In 1908, in Berlin, Dr. George Ludwig Zuelzer made an extract from the pancreas which, when injected into a laboratory animal, decreased the amount of sugar in its urine. Unfortunately his extract had toxic side effects due to impurities, which he was unable to correct. Others did similar work, including Romanian N.C. Paulesco, who made a pancreatic extract which worked successfully in pancreatectomized dogs. His work was interrupted, however, by the First World War.

Treatment for diabetes in the early 1800’s was not very effective, with bleeding, blistering and “doping” commonly employed. These and other “heroic therapies” dominated medical practice during this period.

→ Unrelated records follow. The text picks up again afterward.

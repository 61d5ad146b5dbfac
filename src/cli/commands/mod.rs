use anyhow::Result;

pub mod config;
pub mod rules;
pub mod run;

pub async fn show_usage() -> Result<()> {
    println!("🚚 repo-migrator - GitLab multi-repository migration");
    println!();
    println!("To get started:");
    println!("  🔍 repo-migrator run --dry-run   # Preview what would change");
    println!("  🚀 repo-migrator run --live      # Commit changes and raise merge requests");
    println!("  📋 repo-migrator rules           # List transform categories");
    println!("  ⚙️  repo-migrator config          # Show effective configuration");
    println!();
    println!("💡 Configure projects in repo-migrator.toml and export REPO_MIGRATOR_TOKEN.");
    Ok(())
}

Doping referred to opium, used to dull one’s despair, and was still used into the early 1900’s. During this time, it was thought by some that because the patient was “starving,” more nourishment was necessary to replace the lost calories. Most approaches, however, involved restricting calories, sometimes with intermittent fasting. Patients’ unwillingness to follow strict diets was the most significant problem with this therapy (and is still a major challenge today).

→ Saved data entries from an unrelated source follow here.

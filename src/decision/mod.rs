//! Operator decisions
//!
//! Every yes/no or multi-choice question the engine needs answered goes through a
//! [`DecisionSource`], so a run can be driven interactively from a terminal, fully
//! non-interactively from flags, or deterministically from a test script.

use std::collections::{BTreeSet, VecDeque};
use std::io::{BufRead, Write};
use std::sync::Mutex;

/// One selectable option in a choice-set question.
#[derive(Debug, Clone, PartialEq, Eq)]
pub struct Choice {
    pub key: String,
    pub label: String,
}

impl Choice {
    pub fn new(key: impl Into<String>, label: impl Into<String>) -> Self {
        Self {
            key: key.into(),
            label: label.into(),
        }
    }
}

pub trait DecisionSource: Send + Sync {
    fn ask_yes_no(&self, question: &str) -> bool;

    /// Returns the keys of the selected options; unknown keys are dropped.
    fn ask_choice_set(&self, question: &str, options: &[Choice]) -> BTreeSet<String>;
}

/// Keep only answers that name a known option.
pub fn parse_choice_answer(answer: &str, options: &[Choice]) -> BTreeSet<String> {
    answer
        .split(',')
        .map(str::trim)
        .filter(|a| !a.is_empty())
        .filter(|a| options.iter().any(|o| o.key == *a))
        .map(str::to_string)
        .collect()
}

fn is_yes(answer: &str) -> bool {
    matches!(answer.trim().to_lowercase().as_str(), "y" | "yes")
}

/// Prompts on stdout and reads answers from stdin.
///
/// An unreadable stdin (closed pipe, EOF) answers "no" and selects nothing.
#[derive(Debug, Default)]
pub struct TerminalPrompt;

impl TerminalPrompt {
    fn read_answer(prompt: &str) -> Option<String> {
        print!("{prompt}");
        std::io::stdout().flush().ok()?;
        let mut input = String::new();
        match std::io::stdin().lock().read_line(&mut input) {
            Ok(0) | Err(_) => None,
            Ok(_) => Some(input),
        }
    }
}

impl DecisionSource for TerminalPrompt {
    fn ask_yes_no(&self, question: &str) -> bool {
        Self::read_answer(&format!("{question} (y/n): ")).is_some_and(|a| is_yes(&a))
    }

    fn ask_choice_set(&self, question: &str, options: &[Choice]) -> BTreeSet<String> {
        println!();
        println!("{question}");
        for option in options {
            println!("{}: {}", option.key, option.label);
        }
        Self::read_answer("Choices (comma separated, e.g. 1,2,3): ")
            .map(|a| parse_choice_answer(&a, options))
            .unwrap_or_default()
    }
}

/// Answers every question the same way without prompting.
///
/// Used for `--yes` runs: yes/no questions get `yes_to_all`, choice sets select every
/// option.
#[derive(Debug, Clone, Copy)]
pub struct AutoDecisions {
    pub yes_to_all: bool,
}

impl DecisionSource for AutoDecisions {
    fn ask_yes_no(&self, question: &str) -> bool {
        tracing::debug!(question, answer = self.yes_to_all, "auto-answered");
        self.yes_to_all
    }

    fn ask_choice_set(&self, _question: &str, options: &[Choice]) -> BTreeSet<String> {
        options.iter().map(|o| o.key.clone()).collect()
    }
}

/// Replays canned answers in order and records every question asked.
///
/// Once the script runs dry, yes/no questions answer "no" and choice sets select
/// nothing.
#[derive(Debug, Default)]
pub struct ScriptedDecisions {
    yes_no: Mutex<VecDeque<bool>>,
    choices: Mutex<VecDeque<String>>,
    asked: Mutex<Vec<String>>,
}

impl ScriptedDecisions {
    pub fn new() -> Self {
        Self::default()
    }

    pub fn answer_yes_no(self, answer: bool) -> Self {
        self.yes_no
            .lock()
            .unwrap_or_else(|p| p.into_inner())
            .push_back(answer);
        self
    }

    pub fn answer_choices(self, answer: &str) -> Self {
        self.choices
            .lock()
            .unwrap_or_else(|p| p.into_inner())
            .push_back(answer.to_string());
        self
    }

    pub fn questions_asked(&self) -> Vec<String> {
        self.asked.lock().unwrap_or_else(|p| p.into_inner()).clone()
    }

    fn note(&self, question: &str) {
        self.asked
            .lock()
            .unwrap_or_else(|p| p.into_inner())
            .push(question.to_string());
    }
}

impl DecisionSource for ScriptedDecisions {
    fn ask_yes_no(&self, question: &str) -> bool {
        self.note(question);
        self.yes_no
            .lock()
            .unwrap_or_else(|p| p.into_inner())
            .pop_front()
            .unwrap_or(false)
    }

    fn ask_choice_set(&self, question: &str, options: &[Choice]) -> BTreeSet<String> {
        self.note(question);
        self.choices
            .lock()
            .unwrap_or_else(|p| p.into_inner())
            .pop_front()
            .map(|a| parse_choice_answer(&a, options))
            .unwrap_or_default()
    }
}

Some physicians isolated their patients under lock and key, and many advocated diets with particular foods predominating, like the German “oat cure” of 1902, or the Italian high fat diet in the late 1800’s. Others included diets rich in bananas, milk, rice or potatoes. It was soon recognized that people with diabetes were particularly intolerant of large amounts of carbohydrates (bread, pasta, potatoes, rice, etc.). Severe restriction of carbohydrates did reduce glycosuria, which soon returned with the resumption of a normal diet. This made treatment efforts very frustrating.

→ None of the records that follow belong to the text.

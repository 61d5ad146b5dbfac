use async_trait::async_trait;
use base64::Engine as _;
use governor::{DefaultDirectRateLimiter, Quota, RateLimiter};
use reqwest::{Method, RequestBuilder, Response, StatusCode, Url};
use serde::de::DeserializeOwned;
use serde_json::json;
use std::num::NonZeroU32;
use std::sync::Arc;
use std::time::Duration;
use tracing::{debug, info};

use super::models::*;
use super::retry::{RetryConfig, RetryHandler};
use crate::config::GitLabConfig;
use crate::platform::*;

const PER_PAGE: &str = "100";

/// GitLab v4 REST implementation of [`RepositoryClient`].
///
/// Reads are rate limited and retried on transient failures; mutations are rate
/// limited but sent exactly once.
#[derive(Debug, Clone)]
pub struct GitLabClient {
    http: reqwest::Client,
    base_url: Url,
    token: String,
    rate_limiter: Arc<DefaultDirectRateLimiter>,
    retry: RetryHandler,
}

impl GitLabClient {
    pub fn new(config: &GitLabConfig) -> Result<Self, PlatformError> {
        let base_url = Url::parse(config.base_url.trim_end_matches('/'))
            .map_err(|e| PlatformError::decode("gitlab.base_url", e))?;
        if base_url.cannot_be_a_base() {
            return Err(PlatformError::decode("gitlab.base_url", "URL cannot be used as a base"));
        }

        let http = reqwest::Client::builder()
            .timeout(Duration::from_secs(config.timeout_seconds.max(1)))
            .user_agent(concat!("repo-migrator/", env!("CARGO_PKG_VERSION")))
            .build()
            .map_err(|e| PlatformError::transport("build http client", e))?;

        let per_second = NonZeroU32::new(config.rate_limit.requests_per_second).unwrap_or(NonZeroU32::MIN);
        let burst = NonZeroU32::new(config.rate_limit.burst_capacity).unwrap_or(NonZeroU32::MIN);
        let rate_limiter = Arc::new(RateLimiter::direct(Quota::per_second(per_second).allow_burst(burst)));

        Ok(Self {
            http,
            base_url,
            token: config.token.clone().unwrap_or_default(),
            rate_limiter,
            retry: RetryHandler::new(RetryConfig::from(&config.retry)),
        })
    }

    pub fn base_url(&self) -> &str {
        self.base_url.as_str()
    }

    /// `{base}/projects/{id}/{segments...}` with every segment percent-encoded, so
    /// namespaced project paths, file paths and slashed branch names stay one segment.
    fn project_url(&self, project: &Project, segments: &[&str]) -> Url {
        let mut url = self.base_url.clone();
        if let Ok(mut path) = url.path_segments_mut() {
            path.pop_if_empty().push("projects").push(&project.id).extend(segments);
        }
        url
    }

    async fn send(&self, operation: &str, request: RequestBuilder) -> Result<Response, PlatformError> {
        self.rate_limiter.until_ready().await;
        let response = request
            .header("PRIVATE-TOKEN", &self.token)
            .send()
            .await
            .map_err(|e| PlatformError::transport(operation, e))?;
        check_status(operation, response).await
    }

    async fn read_json<T: DeserializeOwned + Send>(&self, operation: &str, response: Response) -> Result<T, PlatformError> {
        response
            .json::<T>()
            .await
            .map_err(|e| PlatformError::decode(format!("{operation} response"), e))
    }

    async fn get_json<T: DeserializeOwned + Send>(
        &self,
        operation: &str,
        url: &Url,
        query: &[(&str, &str)],
    ) -> Result<T, PlatformError> {
        self.retry
            .execute_with_retry(operation, move || async move {
                let response = self.send(operation, self.http.get(url.clone()).query(query)).await?;
                self.read_json(operation, response).await
            })
            .await
    }

    async fn get_optional<T: DeserializeOwned + Send>(
        &self,
        operation: &str,
        url: &Url,
        query: &[(&str, &str)],
    ) -> Result<Option<T>, PlatformError> {
        match self.get_json(operation, url, query).await {
            Ok(value) => Ok(Some(value)),
            Err(e) if e.is_not_found() => Ok(None),
            Err(e) => Err(e),
        }
    }

    /// Follow `x-next-page` until the listing is exhausted.
    async fn get_all<T: DeserializeOwned + Send>(
        &self,
        operation: &str,
        url: &Url,
        query: &[(&str, &str)],
    ) -> Result<Vec<T>, PlatformError> {
        let mut items = Vec::new();
        let mut page = "1".to_string();
        loop {
            let current = page.as_str();
            let (batch, next) = self
                .retry
                .execute_with_retry(operation, move || async move {
                    let mut params = query.to_vec();
                    params.push(("per_page", PER_PAGE));
                    params.push(("page", current));
                    let response = self.send(operation, self.http.get(url.clone()).query(&params)).await?;
                    let next = response
                        .headers()
                        .get("x-next-page")
                        .and_then(|v| v.to_str().ok())
                        .filter(|v| !v.is_empty())
                        .map(str::to_string);
                    let batch: Vec<T> = self.read_json(operation, response).await?;
                    Ok((batch, next))
                })
                .await?;
            items.extend(batch);
            match next {
                Some(next) => page = next,
                None => return Ok(items),
            }
        }
    }

    async fn mutate<T: DeserializeOwned + Send>(
        &self,
        method: Method,
        operation: &str,
        url: Url,
        body: serde_json::Value,
    ) -> Result<T, PlatformError> {
        debug!(operation, %url, "sending mutation");
        let response = self.send(operation, self.http.request(method, url).json(&body)).await?;
        self.read_json(operation, response).await
    }
}

async fn check_status(operation: &str, response: Response) -> Result<Response, PlatformError> {
    let status = response.status();
    if status.is_success() {
        return Ok(response);
    }

    let retry_after_secs = response
        .headers()
        .get(reqwest::header::RETRY_AFTER)
        .and_then(|v| v.to_str().ok())
        .and_then(|v| v.parse::<u64>().ok());
    let message = response
        .text()
        .await
        .unwrap_or_else(|_| "Unknown error".to_string());

    Err(match status {
        StatusCode::NOT_FOUND => PlatformError::NotFound {
            resource: operation.to_string(),
        },
        StatusCode::CONFLICT => PlatformError::Conflict { message },
        StatusCode::TOO_MANY_REQUESTS => PlatformError::RateLimited { retry_after_secs },
        _ => PlatformError::Api {
            operation: operation.to_string(),
            status: status.as_u16(),
            message,
        },
    })
}

fn decode_file(path: &str, file: FileResponse) -> Result<String, PlatformError> {
    let bytes = match file.encoding.as_deref() {
        Some("base64") | None => {
            let compact: String = file.content.split_whitespace().collect();
            base64::engine::general_purpose::STANDARD
                .decode(compact)
                .map_err(|e| PlatformError::decode(format!("{path} content"), e))?
        }
        Some(_) => file.content.into_bytes(),
    };
    String::from_utf8(bytes).map_err(|e| PlatformError::decode(format!("{path} content"), e))
}

#[async_trait]
impl RepositoryClient for GitLabClient {
    async fn get_branch(&self, project: &Project, name: &str) -> Result<Option<Branch>, PlatformError> {
        let url = self.project_url(project, &["repository", "branches", name]);
        let branch: Option<BranchResponse> = self.get_optional("get branch", &url, &[]).await?;
        Ok(branch.map(Branch::from))
    }

    async fn create_branch(&self, project: &Project, name: &str, from_ref: &str) -> Result<Branch, PlatformError> {
        let url = self.project_url(project, &["repository", "branches"]);
        let branch: BranchResponse = self
            .mutate(
                Method::POST,
                "create branch",
                url,
                json!({ "branch": name, "ref": from_ref }),
            )
            .await?;
        info!(project = %project.id, branch = name, from_ref, "created branch");
        Ok(branch.into())
    }

    async fn get_file(&self, project: &Project, path: &str, git_ref: &str) -> Result<Option<String>, PlatformError> {
        let url = self.project_url(project, &["repository", "files", path]);
        let file: Option<FileResponse> = self.get_optional("get file", &url, &[("ref", git_ref)]).await?;
        file.map(|f| decode_file(path, f)).transpose()
    }

    async fn commit(&self, project: &Project, request: &CommitRequest) -> Result<CommitInfo, PlatformError> {
        let url = self.project_url(project, &["repository", "commits"]);
        // Actions only exist for files read from the working ref, so they are always updates.
        let actions: Vec<_> = request
            .actions
            .iter()
            .map(|a| json!({ "action": "update", "file_path": a.path, "content": a.new_content }))
            .collect();
        let commit: CommitRef = self
            .mutate(
                Method::POST,
                "create commit",
                url,
                json!({
                    "branch": request.branch,
                    "commit_message": request.message,
                    "actions": actions,
                }),
            )
            .await?;
        let short_sha = commit
            .short_id
            .unwrap_or_else(|| commit.id.chars().take(8).collect());
        Ok(CommitInfo {
            sha: commit.id,
            short_sha,
        })
    }

    async fn list_open_merge_requests(
        &self,
        project: &Project,
        source_branch: &str,
        target_branch: &str,
    ) -> Result<Vec<MergeRequest>, PlatformError> {
        let url = self.project_url(project, &["merge_requests"]);
        let mrs: Vec<MergeRequestResponse> = self
            .get_all(
                "list merge requests",
                &url,
                &[
                    ("state", "opened"),
                    ("source_branch", source_branch),
                    ("target_branch", target_branch),
                ],
            )
            .await?;
        Ok(mrs.into_iter().map(MergeRequest::from).collect())
    }

    async fn create_merge_request(
        &self,
        project: &Project,
        source_branch: &str,
        target_branch: &str,
        title: &str,
    ) -> Result<MergeRequest, PlatformError> {
        let url = self.project_url(project, &["merge_requests"]);
        let mr: MergeRequestResponse = self
            .mutate(
                Method::POST,
                "create merge request",
                url,
                json!({
                    "source_branch": source_branch,
                    "target_branch": target_branch,
                    "title": title,
                }),
            )
            .await?;
        Ok(mr.into())
    }

    async fn get_tag(&self, project: &Project, name: &str) -> Result<Option<Tag>, PlatformError> {
        let url = self.project_url(project, &["repository", "tags", name]);
        let tag: Option<TagResponse> = self.get_optional("get tag", &url, &[]).await?;
        Ok(tag.map(Tag::from))
    }

    async fn delete_tag(&self, project: &Project, name: &str) -> Result<(), PlatformError> {
        let url = self.project_url(project, &["repository", "tags", name]);
        self.send("delete tag", self.http.delete(url)).await?;
        Ok(())
    }

    async fn create_tag(&self, project: &Project, name: &str, from_ref: &str) -> Result<CreatedTag, PlatformError> {
        let url = self.project_url(project, &["repository", "tags"]);
        let tag: TagResponse = self
            .mutate(
                Method::POST,
                "create tag",
                url,
                json!({ "tag_name": name, "ref": from_ref }),
            )
            .await?;
        Ok(tag.into())
    }

    async fn get_pipeline(&self, project: &Project, pipeline_id: u64) -> Result<Pipeline, PlatformError> {
        let id = pipeline_id.to_string();
        let url = self.project_url(project, &["pipelines", &id]);
        let pipeline: PipelineResponse = self.get_json("get pipeline", &url, &[]).await?;
        Ok(pipeline.into())
    }

    async fn list_jobs(&self, project: &Project, pipeline_id: u64) -> Result<Vec<Job>, PlatformError> {
        let id = pipeline_id.to_string();
        let url = self.project_url(project, &["pipelines", &id, "jobs"]);
        let jobs: Vec<JobResponse> = self.get_all("list jobs", &url, &[]).await?;
        Ok(jobs.into_iter().map(Job::from).collect())
    }

    async fn play_job(&self, project: &Project, job_id: u64) -> Result<Job, PlatformError> {
        let id = job_id.to_string();
        let url = self.project_url(project, &["jobs", &id, "play"]);
        let job: JobResponse = self
            .mutate(Method::POST, "play job", url, json!({}))
            .await?;
        Ok(job.into())
    }
}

Dr Frederick Allen, studying carbohydrate metabolism at Harvard Medical School, advocated under- nourishment, or cutting back on not just carbohydrates, but everything else as well. He published his “Total Dietary Regulation in the Treatment of Diabetes” in 1919, recommending an initial fast with liquids only until the glycosuria disappeared. Food was then added little by little until the glycosuria returned, which indicated the patient’s limit, or tolerance. Another fast day followed, and then the resumption of calorie intake at a level which was just under the amount causing glycosuria. This became known as the “starvation treatment” of diabetes, which seemed ironic during a time when being well fed was a sign of prosperity and health. Patients’ symptoms of hunger and weight loss were of course aggravated by this diet, and even more so by the prescription of exercise to burn up additional sugar. Patients with severe diabetes effectively had a choice: death by diabetic coma or death by starvation, or “inanition.” It was felt (by Allen) that the latter involved less suffering.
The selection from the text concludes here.